Where the line with "the rendering layer" appears below, start writing out lines exactly, and finish with the line with "Steady-state material emissive strength.", which is included; write out nothing else.

[[ DATA RECORDS open ]]

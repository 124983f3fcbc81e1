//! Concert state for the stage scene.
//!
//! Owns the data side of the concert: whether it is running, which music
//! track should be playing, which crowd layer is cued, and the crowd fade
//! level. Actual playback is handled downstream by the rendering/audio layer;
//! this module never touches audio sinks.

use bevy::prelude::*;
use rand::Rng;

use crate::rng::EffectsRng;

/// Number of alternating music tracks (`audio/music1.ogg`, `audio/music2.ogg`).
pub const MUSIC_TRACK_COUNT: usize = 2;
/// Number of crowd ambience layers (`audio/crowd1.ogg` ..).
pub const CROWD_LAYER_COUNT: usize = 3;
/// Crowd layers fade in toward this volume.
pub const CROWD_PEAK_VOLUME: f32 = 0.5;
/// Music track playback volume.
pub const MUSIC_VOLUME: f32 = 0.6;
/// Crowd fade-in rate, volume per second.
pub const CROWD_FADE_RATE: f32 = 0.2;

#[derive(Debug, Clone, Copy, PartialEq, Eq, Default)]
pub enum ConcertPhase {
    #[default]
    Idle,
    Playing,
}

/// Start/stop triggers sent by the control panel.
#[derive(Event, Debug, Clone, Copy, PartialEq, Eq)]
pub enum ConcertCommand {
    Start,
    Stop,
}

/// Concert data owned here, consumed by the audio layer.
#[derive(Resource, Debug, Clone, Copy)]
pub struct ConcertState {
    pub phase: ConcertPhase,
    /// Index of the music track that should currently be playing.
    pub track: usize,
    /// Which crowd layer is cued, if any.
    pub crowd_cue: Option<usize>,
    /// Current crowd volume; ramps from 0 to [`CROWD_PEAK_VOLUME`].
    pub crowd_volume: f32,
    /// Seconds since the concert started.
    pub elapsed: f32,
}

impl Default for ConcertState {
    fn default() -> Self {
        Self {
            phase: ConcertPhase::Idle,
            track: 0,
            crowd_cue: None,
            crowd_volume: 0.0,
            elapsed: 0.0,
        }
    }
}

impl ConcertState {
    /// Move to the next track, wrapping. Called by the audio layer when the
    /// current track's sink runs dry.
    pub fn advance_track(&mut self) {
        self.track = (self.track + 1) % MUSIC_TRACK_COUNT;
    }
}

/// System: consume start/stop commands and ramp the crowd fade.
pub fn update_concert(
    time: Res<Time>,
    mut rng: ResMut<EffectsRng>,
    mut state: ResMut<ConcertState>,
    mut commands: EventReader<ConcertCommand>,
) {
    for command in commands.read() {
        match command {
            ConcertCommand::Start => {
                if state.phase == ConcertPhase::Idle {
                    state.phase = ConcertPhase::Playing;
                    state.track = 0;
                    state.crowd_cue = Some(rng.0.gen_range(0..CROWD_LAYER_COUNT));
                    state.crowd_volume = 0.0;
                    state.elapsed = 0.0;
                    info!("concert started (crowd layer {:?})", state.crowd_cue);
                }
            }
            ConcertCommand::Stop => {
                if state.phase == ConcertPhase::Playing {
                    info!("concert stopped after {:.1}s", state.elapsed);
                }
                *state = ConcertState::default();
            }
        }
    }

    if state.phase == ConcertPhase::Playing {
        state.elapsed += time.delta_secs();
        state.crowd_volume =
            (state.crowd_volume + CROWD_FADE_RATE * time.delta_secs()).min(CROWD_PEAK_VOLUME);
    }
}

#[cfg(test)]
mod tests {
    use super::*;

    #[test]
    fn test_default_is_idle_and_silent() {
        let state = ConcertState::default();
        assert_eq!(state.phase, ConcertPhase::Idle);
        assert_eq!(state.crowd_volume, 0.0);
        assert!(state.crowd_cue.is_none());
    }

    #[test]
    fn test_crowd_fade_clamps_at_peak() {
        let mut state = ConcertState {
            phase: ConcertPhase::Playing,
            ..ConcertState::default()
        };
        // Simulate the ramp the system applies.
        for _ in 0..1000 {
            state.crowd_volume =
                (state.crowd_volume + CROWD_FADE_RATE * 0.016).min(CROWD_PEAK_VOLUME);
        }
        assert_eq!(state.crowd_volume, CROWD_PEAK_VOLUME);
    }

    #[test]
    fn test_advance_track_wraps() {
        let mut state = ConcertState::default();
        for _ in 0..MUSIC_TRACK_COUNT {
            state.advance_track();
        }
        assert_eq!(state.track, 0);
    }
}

[[ DATA RECORDS closed ]]
[[ DATA RECORDS open ]]

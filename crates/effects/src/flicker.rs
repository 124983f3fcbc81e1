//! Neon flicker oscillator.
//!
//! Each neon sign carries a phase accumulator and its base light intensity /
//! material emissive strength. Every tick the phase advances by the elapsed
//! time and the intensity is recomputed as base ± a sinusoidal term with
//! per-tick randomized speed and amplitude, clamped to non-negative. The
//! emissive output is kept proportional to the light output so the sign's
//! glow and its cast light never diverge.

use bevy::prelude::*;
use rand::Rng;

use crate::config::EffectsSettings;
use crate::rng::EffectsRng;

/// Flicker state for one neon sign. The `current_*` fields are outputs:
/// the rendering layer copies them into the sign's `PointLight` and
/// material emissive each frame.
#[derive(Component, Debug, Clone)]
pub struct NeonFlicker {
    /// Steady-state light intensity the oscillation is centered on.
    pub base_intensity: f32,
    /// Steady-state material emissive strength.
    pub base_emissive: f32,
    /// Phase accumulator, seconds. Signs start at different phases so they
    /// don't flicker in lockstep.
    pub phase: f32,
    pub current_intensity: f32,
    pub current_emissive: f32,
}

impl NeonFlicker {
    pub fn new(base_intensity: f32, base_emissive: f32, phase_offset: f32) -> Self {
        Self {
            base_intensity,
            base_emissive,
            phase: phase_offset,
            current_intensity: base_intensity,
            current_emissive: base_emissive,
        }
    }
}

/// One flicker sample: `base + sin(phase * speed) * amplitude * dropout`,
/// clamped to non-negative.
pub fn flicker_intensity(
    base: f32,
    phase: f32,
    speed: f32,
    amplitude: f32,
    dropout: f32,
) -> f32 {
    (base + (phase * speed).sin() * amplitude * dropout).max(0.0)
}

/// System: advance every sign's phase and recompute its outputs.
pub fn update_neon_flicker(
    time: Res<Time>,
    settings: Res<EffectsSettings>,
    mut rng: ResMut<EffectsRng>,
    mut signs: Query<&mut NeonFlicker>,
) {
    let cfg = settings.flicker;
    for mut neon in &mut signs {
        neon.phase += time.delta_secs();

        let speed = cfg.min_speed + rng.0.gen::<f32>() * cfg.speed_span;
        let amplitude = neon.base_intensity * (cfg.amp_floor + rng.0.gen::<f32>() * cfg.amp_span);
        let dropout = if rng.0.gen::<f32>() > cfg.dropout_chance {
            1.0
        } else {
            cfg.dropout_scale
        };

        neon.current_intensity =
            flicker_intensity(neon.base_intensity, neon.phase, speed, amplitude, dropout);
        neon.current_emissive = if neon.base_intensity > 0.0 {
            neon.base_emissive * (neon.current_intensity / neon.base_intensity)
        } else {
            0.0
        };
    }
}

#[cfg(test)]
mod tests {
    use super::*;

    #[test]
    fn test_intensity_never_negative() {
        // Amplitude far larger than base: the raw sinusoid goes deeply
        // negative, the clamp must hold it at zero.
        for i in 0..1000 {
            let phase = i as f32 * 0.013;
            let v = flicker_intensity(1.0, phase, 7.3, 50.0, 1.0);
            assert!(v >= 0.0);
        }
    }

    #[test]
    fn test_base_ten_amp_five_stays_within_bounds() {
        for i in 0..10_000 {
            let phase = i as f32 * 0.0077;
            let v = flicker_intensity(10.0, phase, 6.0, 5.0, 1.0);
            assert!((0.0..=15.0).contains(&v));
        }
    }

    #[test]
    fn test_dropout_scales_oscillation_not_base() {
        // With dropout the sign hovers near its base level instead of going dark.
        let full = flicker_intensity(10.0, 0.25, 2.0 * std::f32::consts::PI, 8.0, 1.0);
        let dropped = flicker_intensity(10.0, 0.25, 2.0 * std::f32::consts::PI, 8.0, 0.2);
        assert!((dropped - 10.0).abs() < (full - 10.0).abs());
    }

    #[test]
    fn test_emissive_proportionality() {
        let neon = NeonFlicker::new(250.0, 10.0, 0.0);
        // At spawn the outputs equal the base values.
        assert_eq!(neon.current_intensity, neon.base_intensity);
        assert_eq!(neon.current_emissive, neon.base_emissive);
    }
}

[[ DATA RECORDS closed ]]

▸ OUTPUT FOR THIS EXERCISE:
/// the rendering layer copies them into the sign's `PointLight` and
/// material emissive each frame.
#[derive(Component, Debug, Clone)]
pub struct NeonFlicker {
    /// Steady-state light intensity the oscillation is centered on.
    pub base_intensity: f32,
    /// Steady-state material emissive strength.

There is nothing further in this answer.